Direct conservation of functional parameters

First, we measured the conservation of functional parameters between orthologous proteins, examining direct correspondence between human and mouse/worm proteins (Figures 1 and 2). This conservation was measured by comparing the expression profiles that provide information about the functional context of a protein (Figure 1) and the InterPro accession numbers, which provide information about the molecular function of a protein (Figure 2). We determined the correlation in tissue expression patterns between the human-mouse and human-worm orthologous pairs from the six benchmarked methods (Figure 1). Note that only proteins for which gene expression data exist are included in this analysis. This is shown by the lower average proteome sizes in, especially, the human-worm analysis, for which it was difficult to map the expression data to the Protein World data. For the human-mouse analysis, this was less difficult. For the three group orthology methods, InParanoid (INP), KOG and OrthoMCL (MCL), a second calculation method was used, which only takes into account the best scoring pair within a group. An examination of only the average correlation shows that the KOG best scoring pair (KOGB) human-mouse set, containing the best scoring human-mouse pair of each KOG, seems to have the highest conservation of function. However, this set has the lowest average proteome size for human-mouse, thus combining a high selectivity with a low sensitivity. If orthology relationships between a larger number of proteins are required, the MCL and MCL best scoring pair (MCLB) sets are good alternatives. Finally, the large standard deviations are a reason to be careful with the interpretation of these results. We do not have this statistical issue when examining the conservation of InterPro accession numbers (Figure 2). The ortholog identification methods that create the most orthologous relationships have a larger fraction of equal InterPro accession numbers than the others.
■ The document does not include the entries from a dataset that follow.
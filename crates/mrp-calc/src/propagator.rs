//! Requirements Propagator (C7, spec §4.7).
//!
//! The outer loop that makes this an MRP engine rather than a per-item
//! planner: items are planned strictly in ascending BOM-level order, and
//! each item's planned releases become its children's gross requirements
//! before any lower-level item is planned. Parallelism (§5) is only ever
//! used *within* a level: each item in a level computes its own plan and
//! its own list of child deltas independently, and those deltas are
//! folded into the next level's gross-requirement series sequentially
//! afterwards — an associative, commutative sum, safe regardless of fold
//! order.

use crate::aggregator::DaySeries;
use crate::per_item_planner::plan_item;
use mrp_bom::BomGraph;
use mrp_core::{EngineConfig, Horizon, Item, ItemId, PerItemPlan, Result};
use rayon::prelude::*;
use std::collections::HashMap;

type ChildDelta = (ItemId, usize, f64);

struct LevelItemResult {
    item_id: ItemId,
    plan: Result<PerItemPlan>,
    child_deltas: Vec<ChildDelta>,
}

#[tracing::instrument(skip_all, fields(max_level = max_level))]
pub fn propagate(
    graph: &BomGraph,
    items: &HashMap<ItemId, Item>,
    levels: &HashMap<ItemId, u32>,
    max_level: u32,
    mut gross_req: DaySeries,
    sched_recv: &DaySeries,
    on_hand: &HashMap<ItemId, f64>,
    horizon: &Horizon,
    config: &EngineConfig,
) -> Result<HashMap<ItemId, PerItemPlan>> {
    let n = horizon.len_days();
    let mut plans: HashMap<ItemId, PerItemPlan> = HashMap::new();

    for level in 0..=max_level {
        let mut items_at_level: Vec<ItemId> =
            levels.iter().filter(|&(_, &l)| l == level).map(|(&id, _)| id).collect();
        items_at_level.sort_unstable(); // tie-break: ascending item_id (§4.7)

        tracing::debug!(level, item_count = items_at_level.len(), "planning level");

        let process = |&item_id: &ItemId| -> LevelItemResult {
            let gross = gross_req.get(&item_id).cloned().unwrap_or_else(|| vec![0.0; n]);
            let sched = sched_recv.get(&item_id).cloned().unwrap_or_else(|| vec![0.0; n]);
            let on_hand_qty = on_hand.get(&item_id).copied().unwrap_or(0.0);
            let lead_time_days = items.get(&item_id).map(|i| i.lead_time_days).unwrap_or(0);

            let plan = plan_item(item_id, &gross, &sched, on_hand_qty, lead_time_days, horizon, config);

            let mut child_deltas = Vec::new();
            if let Ok(plan) = &plan {
                for &(child_id, qty_per) in graph.children(item_id) {
                    if !items.contains_key(&child_id) {
                        continue;
                    }
                    for (d, &release) in plan.planned_release.iter().enumerate() {
                        if release > 0.0 {
                            child_deltas.push((child_id, d, release * qty_per));
                        }
                    }
                }
            }

            LevelItemResult { item_id, plan, child_deltas }
        };

        let results: Vec<LevelItemResult> = if config.enable_level_parallelism {
            items_at_level.par_iter().map(process).collect()
        } else {
            items_at_level.iter().map(process).collect()
        };

        for result in results {
            let plan = result.plan?;
            for (child_id, d, delta) in result.child_deltas {
                let series = gross_req.entry(child_id).or_insert_with(|| vec![0.0; n]);
                series[d] += delta;
            }
            plans.insert(result.item_id, plan);
        }
    }

    Ok(plans)
}
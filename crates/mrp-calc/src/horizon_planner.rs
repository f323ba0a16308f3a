//! Horizon Planner (C3, spec §4.3).

use chrono::{Duration, NaiveDate};
use mrp_core::{Horizon, OpenPurchase, SalesOrderLine};

/// Computes `[H_start, H_end]` from demand dates, supply dates, and the
/// maximum (already-cleaned, see `item_master::clean_lead_time`) lead time
/// across items.
///
/// `max_lead_time_days` is clamped to `0..=horizon_lead_time_cap_days`
/// before use; a value above the cap is treated as a data error and
/// replaced by `degenerate_default_days` (§4.3, open question 1 — this is
/// a defensive second guard, since callers going through
/// `item_master::load` will already have cleaned every item's lead time
/// to at most `degenerate_lead_time_threshold_days`).
pub fn compute_horizon(
    sales_orders: &[&SalesOrderLine],
    purchases: &[OpenPurchase],
    max_lead_time_days: u32,
    horizon_lead_time_cap_days: u32,
    degenerate_default_days: u32,
) -> Option<Horizon> {
    let demand_dates = sales_orders.iter().map(|s| s.date);
    let supply_dates = purchases.iter().map(|p| p.expected_receipt_date);
    let mut all_dates = demand_dates.chain(supply_dates).peekable();
    all_dates.peek()?;

    let (min_date, max_date) = all_dates.fold(
        (NaiveDate::MAX, NaiveDate::MIN),
        |(min_d, max_d), d| (min_d.min(d), max_d.max(d)),
    );

    let effective_lead_time = if max_lead_time_days > horizon_lead_time_cap_days {
        degenerate_default_days
    } else {
        max_lead_time_days
    };

    let start = min_date - Duration::days(30);
    let end = max_date + Duration::days(effective_lead_time as i64 + 30);
    Some(Horizon::new(start, end))
}

#[cfg(test)]
mod tests {
    use super::*;

    fn line(item_id: i64, date: NaiveDate) -> SalesOrderLine {
        SalesOrderLine { item_id, customer: "ACME".into(), date, qty: 10.0 }
    }

    #[test]
    fn horizon_spans_thirty_days_before_and_lead_time_plus_thirty_after() {
        let d = NaiveDate::from_ymd_opt(2023, 1, 10).unwrap();
        let order = line(1, d);
        let horizon = compute_horizon(&[&order], &[], 5, 1000, 5).unwrap();
        assert_eq!(horizon.start, d - Duration::days(30));
        assert_eq!(horizon.end, d + Duration::days(35));
    }

    #[test]
    fn lead_time_above_cap_is_replaced_with_default() {
        let d = NaiveDate::from_ymd_opt(2023, 1, 10).unwrap();
        let order = line(1, d);
        let horizon = compute_horizon(&[&order], &[], 5000, 1000, 5).unwrap();
        assert_eq!(horizon.end, d + Duration::days(35));
    }

    #[test]
    fn no_dates_at_all_yields_no_horizon() {
        assert!(compute_horizon(&[], &[], 5, 1000, 5).is_none());
    }
}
The many-to-many non-group methods PhyloGenetic Tree (PGT) and Z 1 Hundred (Z1H) show particularly good scores. Note that these methods use a Smith-Waterman calculation in combination with a Z-value threshold (Monte-Carlo statistics) to define the orthologous relationships (Z ≥ 20 with some additional steps for PGT, Z ≥ 100 for Z1H), whereas the methods with the lower scores, INP, KOG and MCL, use BLAST in combination with E-value statistics.

Figure 1

Correlation in expression profiles. Correlation in expression patterns between the (a) human-mouse (Hs-Mm) and (b) human-worm (Hs-Ce) orthologous pairs from the benchmarked methods versus the average proteome size. Vertical error bars show the standard deviation from the average correlation coefficient. The trendline shown is a linear regression trendline. The methods having a fourth letter 'B' behind the method name, shown as squares in the graph, are group orthology methods in which only the best scoring pairs are taken into account.

Figure 2

Equal InterPro accession number. Conservation of InterPro accession number between the (a) human-mouse (Hs-Mm) and (b) human-worm (Hs-Ce) orthologous pairs from the benchmarked methods versus the average proteome size.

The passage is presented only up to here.